(Stored items)
::::::::

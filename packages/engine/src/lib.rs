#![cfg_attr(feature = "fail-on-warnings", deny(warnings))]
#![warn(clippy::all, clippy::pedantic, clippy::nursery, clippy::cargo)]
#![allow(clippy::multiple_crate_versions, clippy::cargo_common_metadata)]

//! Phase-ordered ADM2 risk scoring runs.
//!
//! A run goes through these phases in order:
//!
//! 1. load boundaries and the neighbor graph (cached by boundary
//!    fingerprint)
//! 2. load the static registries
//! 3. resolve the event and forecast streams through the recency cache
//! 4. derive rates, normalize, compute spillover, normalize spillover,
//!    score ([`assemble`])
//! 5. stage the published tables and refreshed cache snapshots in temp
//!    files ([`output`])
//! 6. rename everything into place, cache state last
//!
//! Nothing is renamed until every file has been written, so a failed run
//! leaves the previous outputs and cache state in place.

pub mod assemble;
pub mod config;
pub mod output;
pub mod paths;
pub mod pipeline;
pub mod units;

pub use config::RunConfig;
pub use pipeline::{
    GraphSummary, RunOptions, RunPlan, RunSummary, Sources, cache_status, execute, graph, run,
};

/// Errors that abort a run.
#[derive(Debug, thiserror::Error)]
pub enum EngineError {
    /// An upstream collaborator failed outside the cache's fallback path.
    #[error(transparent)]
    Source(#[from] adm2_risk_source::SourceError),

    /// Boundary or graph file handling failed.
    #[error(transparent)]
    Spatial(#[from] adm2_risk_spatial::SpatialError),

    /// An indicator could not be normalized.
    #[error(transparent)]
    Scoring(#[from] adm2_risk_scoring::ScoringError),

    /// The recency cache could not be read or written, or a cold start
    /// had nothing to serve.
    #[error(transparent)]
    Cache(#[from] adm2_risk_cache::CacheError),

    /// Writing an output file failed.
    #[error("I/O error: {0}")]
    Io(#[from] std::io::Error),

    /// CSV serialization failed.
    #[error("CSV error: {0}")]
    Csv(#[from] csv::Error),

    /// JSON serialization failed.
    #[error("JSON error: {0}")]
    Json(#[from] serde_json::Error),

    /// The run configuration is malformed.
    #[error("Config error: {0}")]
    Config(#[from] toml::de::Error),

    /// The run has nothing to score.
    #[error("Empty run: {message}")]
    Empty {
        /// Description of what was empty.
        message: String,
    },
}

::::::::

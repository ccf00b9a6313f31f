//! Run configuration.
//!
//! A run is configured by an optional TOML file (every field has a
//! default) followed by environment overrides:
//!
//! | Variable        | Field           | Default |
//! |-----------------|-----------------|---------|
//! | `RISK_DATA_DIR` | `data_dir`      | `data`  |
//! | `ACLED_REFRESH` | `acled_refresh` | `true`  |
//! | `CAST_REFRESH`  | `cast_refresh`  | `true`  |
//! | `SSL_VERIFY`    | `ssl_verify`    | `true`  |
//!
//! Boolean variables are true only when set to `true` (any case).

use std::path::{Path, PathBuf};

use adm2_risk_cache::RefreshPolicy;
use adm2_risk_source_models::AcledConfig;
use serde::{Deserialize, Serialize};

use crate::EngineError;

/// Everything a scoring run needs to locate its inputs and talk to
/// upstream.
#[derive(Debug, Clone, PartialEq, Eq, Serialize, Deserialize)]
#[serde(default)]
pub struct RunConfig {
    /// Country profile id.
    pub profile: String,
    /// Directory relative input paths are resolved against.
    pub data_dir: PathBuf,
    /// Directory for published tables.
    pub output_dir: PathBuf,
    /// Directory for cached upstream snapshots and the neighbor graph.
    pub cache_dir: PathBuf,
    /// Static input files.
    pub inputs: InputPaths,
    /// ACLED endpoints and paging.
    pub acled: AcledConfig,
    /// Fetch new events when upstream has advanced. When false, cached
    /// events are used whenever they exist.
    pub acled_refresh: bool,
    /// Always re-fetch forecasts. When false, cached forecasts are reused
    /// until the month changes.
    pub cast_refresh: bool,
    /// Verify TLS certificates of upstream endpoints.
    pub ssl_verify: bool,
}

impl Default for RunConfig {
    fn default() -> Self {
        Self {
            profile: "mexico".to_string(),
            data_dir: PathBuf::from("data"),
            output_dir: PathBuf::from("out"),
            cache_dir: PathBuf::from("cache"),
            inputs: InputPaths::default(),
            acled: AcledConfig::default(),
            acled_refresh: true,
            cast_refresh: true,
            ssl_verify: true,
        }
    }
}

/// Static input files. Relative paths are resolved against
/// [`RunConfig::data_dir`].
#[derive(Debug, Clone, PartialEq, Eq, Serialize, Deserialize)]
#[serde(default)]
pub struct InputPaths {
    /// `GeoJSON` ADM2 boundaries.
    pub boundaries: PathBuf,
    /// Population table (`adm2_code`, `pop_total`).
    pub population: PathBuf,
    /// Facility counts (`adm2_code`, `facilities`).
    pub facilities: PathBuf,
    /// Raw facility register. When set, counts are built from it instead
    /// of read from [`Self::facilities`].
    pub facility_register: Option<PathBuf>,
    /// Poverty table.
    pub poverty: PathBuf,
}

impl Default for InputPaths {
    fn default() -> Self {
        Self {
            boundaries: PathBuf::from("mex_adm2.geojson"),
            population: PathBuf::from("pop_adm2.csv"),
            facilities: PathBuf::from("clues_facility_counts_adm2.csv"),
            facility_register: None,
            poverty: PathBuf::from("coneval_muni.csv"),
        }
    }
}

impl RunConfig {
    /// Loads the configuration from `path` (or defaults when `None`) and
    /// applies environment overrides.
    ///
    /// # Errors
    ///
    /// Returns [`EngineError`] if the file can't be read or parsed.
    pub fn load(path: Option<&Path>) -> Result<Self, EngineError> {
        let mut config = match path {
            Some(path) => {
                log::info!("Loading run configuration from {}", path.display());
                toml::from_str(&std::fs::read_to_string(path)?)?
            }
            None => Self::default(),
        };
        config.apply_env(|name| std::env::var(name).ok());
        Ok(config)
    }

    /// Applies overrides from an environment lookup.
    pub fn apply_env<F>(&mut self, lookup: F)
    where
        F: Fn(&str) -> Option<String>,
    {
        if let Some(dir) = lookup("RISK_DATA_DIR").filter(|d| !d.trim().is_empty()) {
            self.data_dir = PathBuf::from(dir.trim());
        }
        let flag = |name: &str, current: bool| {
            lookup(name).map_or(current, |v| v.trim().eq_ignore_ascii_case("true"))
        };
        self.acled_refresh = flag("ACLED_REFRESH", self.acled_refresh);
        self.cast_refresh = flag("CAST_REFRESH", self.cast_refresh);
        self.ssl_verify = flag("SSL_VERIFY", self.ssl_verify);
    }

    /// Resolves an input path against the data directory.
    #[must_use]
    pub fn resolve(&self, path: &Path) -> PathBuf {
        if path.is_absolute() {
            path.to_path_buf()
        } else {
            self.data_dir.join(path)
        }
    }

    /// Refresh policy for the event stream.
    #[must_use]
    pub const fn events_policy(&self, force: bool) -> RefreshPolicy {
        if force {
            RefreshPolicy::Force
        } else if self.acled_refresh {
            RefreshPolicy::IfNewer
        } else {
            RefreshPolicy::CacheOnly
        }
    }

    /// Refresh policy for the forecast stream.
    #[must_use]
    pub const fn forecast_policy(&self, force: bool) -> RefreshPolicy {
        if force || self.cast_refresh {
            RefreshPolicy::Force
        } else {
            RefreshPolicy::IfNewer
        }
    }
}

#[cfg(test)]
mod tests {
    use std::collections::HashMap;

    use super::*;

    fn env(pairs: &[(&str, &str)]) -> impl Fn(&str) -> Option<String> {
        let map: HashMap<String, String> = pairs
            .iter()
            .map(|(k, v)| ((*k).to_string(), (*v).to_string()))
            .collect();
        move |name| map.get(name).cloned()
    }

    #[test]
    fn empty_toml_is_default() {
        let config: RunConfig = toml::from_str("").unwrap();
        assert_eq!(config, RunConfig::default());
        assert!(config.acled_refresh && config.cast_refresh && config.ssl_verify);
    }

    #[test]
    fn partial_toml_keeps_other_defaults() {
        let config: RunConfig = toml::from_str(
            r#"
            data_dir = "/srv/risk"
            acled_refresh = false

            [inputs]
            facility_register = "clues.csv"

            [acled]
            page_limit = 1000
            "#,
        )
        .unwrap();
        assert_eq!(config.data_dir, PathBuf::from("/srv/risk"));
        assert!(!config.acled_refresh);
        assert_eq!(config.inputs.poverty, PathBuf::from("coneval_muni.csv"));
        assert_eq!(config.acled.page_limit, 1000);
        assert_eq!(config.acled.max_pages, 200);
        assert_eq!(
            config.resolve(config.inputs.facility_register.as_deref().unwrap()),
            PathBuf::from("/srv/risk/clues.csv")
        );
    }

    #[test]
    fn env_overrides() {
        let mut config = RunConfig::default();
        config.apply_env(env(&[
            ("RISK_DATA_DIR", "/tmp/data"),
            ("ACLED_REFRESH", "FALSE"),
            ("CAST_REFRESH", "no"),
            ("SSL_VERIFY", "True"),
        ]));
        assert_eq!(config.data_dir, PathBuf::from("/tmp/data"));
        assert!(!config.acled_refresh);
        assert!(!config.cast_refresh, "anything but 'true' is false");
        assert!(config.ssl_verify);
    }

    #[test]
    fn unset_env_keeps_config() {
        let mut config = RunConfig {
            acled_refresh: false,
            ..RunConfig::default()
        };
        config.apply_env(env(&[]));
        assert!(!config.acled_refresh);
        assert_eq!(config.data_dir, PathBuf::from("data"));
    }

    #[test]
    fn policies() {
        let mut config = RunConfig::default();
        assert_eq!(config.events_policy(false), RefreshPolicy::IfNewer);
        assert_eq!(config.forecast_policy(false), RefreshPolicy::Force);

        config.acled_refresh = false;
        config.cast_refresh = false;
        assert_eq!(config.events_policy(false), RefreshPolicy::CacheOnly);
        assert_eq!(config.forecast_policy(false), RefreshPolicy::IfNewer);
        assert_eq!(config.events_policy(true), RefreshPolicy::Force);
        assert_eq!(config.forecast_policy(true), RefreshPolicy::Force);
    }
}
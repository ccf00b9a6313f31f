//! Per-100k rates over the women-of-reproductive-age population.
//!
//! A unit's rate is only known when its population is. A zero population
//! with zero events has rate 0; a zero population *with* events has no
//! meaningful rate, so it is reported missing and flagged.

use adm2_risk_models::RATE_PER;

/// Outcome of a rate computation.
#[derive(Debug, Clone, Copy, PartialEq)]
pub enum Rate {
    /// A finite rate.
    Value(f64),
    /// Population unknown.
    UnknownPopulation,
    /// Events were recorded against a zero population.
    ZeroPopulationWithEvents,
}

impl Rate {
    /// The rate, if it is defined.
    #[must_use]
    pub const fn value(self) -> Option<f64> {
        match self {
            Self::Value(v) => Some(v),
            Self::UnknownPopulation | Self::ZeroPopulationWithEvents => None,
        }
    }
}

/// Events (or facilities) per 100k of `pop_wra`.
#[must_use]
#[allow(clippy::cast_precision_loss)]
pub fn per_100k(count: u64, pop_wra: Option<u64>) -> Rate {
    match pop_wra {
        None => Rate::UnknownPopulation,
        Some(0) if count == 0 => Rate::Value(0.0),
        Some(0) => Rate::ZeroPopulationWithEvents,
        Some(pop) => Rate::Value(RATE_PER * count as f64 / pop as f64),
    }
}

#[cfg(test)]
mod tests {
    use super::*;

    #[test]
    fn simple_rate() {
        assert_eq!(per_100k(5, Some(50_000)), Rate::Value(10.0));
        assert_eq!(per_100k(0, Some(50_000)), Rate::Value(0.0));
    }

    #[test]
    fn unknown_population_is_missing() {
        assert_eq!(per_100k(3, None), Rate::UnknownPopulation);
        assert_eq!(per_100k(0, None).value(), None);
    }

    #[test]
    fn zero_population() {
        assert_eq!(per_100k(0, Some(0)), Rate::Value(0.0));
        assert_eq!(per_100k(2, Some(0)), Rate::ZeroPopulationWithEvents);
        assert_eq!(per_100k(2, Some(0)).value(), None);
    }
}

::::::::

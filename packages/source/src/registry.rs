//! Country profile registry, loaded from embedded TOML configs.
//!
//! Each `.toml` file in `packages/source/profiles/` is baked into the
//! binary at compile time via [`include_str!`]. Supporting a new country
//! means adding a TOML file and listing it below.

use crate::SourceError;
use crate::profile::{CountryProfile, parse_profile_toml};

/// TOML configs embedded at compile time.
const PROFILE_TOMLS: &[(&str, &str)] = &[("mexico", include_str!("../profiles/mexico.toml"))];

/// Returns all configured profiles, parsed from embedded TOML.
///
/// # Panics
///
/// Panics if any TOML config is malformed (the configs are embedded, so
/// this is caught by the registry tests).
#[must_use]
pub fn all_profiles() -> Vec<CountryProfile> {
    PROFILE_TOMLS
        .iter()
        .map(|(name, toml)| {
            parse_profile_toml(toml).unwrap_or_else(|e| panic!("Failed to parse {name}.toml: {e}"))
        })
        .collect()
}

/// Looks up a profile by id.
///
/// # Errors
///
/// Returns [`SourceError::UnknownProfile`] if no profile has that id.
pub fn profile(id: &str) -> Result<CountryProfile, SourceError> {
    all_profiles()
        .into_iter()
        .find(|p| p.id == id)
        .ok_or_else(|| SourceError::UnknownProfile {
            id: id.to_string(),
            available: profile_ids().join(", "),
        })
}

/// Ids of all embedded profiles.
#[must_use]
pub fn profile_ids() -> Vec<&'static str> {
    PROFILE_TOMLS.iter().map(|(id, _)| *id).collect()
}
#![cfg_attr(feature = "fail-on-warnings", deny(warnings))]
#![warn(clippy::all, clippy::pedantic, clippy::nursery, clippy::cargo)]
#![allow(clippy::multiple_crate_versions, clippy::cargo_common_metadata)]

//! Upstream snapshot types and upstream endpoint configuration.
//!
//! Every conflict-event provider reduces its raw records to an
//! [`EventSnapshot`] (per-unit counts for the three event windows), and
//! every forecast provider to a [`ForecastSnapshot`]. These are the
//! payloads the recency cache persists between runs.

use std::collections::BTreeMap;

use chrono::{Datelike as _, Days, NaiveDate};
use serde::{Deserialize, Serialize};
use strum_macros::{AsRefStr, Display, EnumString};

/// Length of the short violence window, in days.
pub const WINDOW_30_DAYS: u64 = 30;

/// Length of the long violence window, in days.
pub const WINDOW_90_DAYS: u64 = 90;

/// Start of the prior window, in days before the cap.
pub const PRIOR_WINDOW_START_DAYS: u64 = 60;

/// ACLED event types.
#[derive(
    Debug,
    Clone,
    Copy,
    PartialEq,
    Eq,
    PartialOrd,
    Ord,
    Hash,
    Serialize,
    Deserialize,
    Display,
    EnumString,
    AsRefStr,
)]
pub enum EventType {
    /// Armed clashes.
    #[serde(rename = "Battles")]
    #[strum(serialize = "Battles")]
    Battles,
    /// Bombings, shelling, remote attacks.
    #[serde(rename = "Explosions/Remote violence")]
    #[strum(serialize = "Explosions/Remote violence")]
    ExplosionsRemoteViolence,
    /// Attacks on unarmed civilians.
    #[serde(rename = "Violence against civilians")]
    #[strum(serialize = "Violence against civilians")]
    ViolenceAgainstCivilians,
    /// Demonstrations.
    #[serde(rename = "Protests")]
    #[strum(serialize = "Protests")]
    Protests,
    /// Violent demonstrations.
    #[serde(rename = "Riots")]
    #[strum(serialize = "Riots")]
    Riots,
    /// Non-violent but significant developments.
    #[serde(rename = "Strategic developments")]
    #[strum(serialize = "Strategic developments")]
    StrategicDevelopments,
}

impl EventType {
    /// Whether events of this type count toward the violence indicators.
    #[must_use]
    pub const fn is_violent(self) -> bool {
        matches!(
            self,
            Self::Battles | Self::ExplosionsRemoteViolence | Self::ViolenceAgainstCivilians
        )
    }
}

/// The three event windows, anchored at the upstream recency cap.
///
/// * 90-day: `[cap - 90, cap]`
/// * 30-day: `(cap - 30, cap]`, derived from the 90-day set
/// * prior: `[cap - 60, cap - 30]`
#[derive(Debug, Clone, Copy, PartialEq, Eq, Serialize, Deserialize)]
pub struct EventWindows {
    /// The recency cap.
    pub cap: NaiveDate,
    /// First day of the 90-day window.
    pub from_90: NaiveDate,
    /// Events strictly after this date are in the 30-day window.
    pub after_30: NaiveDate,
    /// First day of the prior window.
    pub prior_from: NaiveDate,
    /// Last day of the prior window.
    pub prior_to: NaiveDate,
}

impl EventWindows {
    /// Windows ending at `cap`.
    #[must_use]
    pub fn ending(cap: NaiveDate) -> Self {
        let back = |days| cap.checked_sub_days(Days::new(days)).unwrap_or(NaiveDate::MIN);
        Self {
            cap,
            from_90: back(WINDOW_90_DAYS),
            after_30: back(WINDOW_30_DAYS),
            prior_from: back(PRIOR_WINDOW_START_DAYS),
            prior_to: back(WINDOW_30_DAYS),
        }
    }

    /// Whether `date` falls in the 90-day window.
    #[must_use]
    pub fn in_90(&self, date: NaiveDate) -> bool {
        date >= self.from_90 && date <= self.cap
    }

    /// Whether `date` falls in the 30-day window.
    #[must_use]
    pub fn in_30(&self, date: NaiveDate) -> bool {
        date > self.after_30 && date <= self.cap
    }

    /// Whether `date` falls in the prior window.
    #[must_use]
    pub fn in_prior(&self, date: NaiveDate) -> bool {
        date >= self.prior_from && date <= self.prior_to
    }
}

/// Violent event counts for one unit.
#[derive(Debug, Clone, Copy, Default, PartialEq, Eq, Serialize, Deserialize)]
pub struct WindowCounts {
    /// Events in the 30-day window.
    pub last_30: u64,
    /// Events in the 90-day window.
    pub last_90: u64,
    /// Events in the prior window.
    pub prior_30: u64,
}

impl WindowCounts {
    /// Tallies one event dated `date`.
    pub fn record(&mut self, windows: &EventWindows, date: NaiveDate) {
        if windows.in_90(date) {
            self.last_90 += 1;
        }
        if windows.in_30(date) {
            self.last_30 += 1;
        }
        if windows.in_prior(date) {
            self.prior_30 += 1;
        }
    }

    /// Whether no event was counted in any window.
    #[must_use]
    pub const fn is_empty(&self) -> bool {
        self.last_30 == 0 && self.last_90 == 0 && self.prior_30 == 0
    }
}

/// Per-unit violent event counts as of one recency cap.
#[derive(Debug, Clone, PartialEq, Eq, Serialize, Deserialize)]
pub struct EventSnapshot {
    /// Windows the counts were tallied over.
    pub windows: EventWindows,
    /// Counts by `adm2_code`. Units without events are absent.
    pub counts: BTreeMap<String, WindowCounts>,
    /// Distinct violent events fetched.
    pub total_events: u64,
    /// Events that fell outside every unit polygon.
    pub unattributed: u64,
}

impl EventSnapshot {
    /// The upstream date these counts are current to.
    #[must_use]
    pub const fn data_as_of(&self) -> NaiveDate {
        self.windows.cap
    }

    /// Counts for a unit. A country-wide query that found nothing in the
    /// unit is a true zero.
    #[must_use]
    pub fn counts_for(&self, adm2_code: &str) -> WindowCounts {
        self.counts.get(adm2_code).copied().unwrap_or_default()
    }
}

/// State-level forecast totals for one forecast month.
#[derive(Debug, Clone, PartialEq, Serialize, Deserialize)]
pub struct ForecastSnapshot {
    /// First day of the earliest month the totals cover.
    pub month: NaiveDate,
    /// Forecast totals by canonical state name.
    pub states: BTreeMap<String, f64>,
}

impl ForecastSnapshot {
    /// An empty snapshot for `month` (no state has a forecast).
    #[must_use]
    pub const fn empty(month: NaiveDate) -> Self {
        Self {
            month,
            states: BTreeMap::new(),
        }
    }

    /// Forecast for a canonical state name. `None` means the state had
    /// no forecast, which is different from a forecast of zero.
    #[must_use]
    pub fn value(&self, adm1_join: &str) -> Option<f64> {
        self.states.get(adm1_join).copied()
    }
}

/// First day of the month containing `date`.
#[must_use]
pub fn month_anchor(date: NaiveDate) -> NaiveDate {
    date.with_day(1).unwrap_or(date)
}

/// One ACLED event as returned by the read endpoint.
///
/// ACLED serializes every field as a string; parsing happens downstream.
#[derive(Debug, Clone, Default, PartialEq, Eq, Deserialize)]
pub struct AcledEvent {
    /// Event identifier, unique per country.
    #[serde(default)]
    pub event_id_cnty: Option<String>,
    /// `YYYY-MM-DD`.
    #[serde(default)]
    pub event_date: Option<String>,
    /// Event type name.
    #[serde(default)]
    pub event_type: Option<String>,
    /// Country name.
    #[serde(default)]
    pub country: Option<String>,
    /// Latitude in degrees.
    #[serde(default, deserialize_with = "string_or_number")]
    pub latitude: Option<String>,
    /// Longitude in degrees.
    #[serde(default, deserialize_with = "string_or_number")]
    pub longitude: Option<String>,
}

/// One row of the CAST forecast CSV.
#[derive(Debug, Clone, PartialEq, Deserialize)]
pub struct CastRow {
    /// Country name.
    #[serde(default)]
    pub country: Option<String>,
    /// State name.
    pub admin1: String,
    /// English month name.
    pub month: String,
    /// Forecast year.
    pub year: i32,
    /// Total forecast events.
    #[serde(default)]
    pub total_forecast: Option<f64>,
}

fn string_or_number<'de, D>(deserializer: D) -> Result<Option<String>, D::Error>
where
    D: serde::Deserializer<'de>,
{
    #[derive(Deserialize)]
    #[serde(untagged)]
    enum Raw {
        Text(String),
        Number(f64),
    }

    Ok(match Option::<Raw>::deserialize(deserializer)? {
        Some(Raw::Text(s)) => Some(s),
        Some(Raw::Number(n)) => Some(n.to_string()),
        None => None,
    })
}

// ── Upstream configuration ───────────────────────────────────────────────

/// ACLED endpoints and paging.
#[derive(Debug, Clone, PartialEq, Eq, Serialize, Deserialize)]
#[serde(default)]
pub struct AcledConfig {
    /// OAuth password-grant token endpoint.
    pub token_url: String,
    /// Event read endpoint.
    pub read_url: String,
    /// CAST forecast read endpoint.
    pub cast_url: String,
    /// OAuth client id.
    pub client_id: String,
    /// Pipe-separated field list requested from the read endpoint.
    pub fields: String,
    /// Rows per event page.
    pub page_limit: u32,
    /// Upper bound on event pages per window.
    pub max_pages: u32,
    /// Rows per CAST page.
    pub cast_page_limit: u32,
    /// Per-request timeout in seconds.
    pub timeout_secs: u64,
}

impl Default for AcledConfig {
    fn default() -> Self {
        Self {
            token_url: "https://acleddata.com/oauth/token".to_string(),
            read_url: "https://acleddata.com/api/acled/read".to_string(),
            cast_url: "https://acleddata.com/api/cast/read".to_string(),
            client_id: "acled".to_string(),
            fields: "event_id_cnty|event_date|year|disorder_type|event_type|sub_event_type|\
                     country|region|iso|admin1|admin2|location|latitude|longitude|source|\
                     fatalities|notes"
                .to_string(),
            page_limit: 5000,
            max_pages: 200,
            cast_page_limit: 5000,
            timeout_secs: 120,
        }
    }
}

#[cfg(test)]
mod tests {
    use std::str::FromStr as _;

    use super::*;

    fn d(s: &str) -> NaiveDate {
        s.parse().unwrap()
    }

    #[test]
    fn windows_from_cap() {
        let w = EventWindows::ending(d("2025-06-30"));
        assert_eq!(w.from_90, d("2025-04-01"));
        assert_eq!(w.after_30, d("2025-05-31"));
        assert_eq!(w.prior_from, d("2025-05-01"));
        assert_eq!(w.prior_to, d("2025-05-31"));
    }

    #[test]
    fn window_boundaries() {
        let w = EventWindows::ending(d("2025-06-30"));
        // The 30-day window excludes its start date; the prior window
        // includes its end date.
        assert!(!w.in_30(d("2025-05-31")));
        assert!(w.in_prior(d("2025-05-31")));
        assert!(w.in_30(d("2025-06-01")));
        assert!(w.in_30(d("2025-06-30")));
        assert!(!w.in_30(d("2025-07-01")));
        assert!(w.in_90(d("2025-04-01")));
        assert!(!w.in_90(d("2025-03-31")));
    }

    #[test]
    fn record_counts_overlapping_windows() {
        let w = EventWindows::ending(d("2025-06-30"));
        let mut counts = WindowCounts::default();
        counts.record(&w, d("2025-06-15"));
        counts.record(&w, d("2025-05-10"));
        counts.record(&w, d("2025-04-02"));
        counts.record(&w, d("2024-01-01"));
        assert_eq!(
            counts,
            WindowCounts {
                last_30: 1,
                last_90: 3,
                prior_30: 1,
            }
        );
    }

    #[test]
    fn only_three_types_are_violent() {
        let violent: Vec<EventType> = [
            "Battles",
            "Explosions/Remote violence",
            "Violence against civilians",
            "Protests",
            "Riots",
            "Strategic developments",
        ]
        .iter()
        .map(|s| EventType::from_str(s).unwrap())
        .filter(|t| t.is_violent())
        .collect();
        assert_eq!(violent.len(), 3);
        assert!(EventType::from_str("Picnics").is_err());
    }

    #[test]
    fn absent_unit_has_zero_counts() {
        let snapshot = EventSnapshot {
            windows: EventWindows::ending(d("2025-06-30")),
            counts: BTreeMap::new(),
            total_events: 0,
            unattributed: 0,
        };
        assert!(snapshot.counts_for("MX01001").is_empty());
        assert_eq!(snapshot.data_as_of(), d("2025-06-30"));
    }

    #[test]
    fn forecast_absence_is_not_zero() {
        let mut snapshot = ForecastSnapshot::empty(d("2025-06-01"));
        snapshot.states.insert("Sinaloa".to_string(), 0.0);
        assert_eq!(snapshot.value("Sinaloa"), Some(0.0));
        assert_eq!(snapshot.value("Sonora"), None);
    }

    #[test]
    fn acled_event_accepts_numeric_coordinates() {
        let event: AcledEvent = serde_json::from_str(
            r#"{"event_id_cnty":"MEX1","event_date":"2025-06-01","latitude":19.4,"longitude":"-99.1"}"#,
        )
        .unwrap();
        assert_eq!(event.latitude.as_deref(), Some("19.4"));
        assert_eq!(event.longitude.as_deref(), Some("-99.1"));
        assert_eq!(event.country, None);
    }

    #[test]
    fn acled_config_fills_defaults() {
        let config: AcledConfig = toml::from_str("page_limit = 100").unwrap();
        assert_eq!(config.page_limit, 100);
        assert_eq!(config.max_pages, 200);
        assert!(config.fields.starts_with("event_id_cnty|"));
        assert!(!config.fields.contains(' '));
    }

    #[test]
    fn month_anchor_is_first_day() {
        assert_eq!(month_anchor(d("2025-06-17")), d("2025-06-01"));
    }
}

::::::::

• **Activity**
Of all the entries above, repeat only the lines from the line that has "These are the" to the line that has "pub const WINDOW_90_DAYS: u64 = 90;", both lines included, exactly.

• **Solution to this task**
//! every forecast provider to a [`ForecastSnapshot`]. These are the
//! payloads the recency cache persists between runs.

use std::collections::BTreeMap;

use chrono::{Datelike as _, Days, NaiveDate};
use serde::{Deserialize, Serialize};
use strum_macros::{AsRefStr, Display, EnumString};

/// Length of the short violence window, in days.
pub const WINDOW_30_DAYS: u64 = 30;

/// Length of the long violence window, in days.
pub const WINDOW_90_DAYS: u64 = 90;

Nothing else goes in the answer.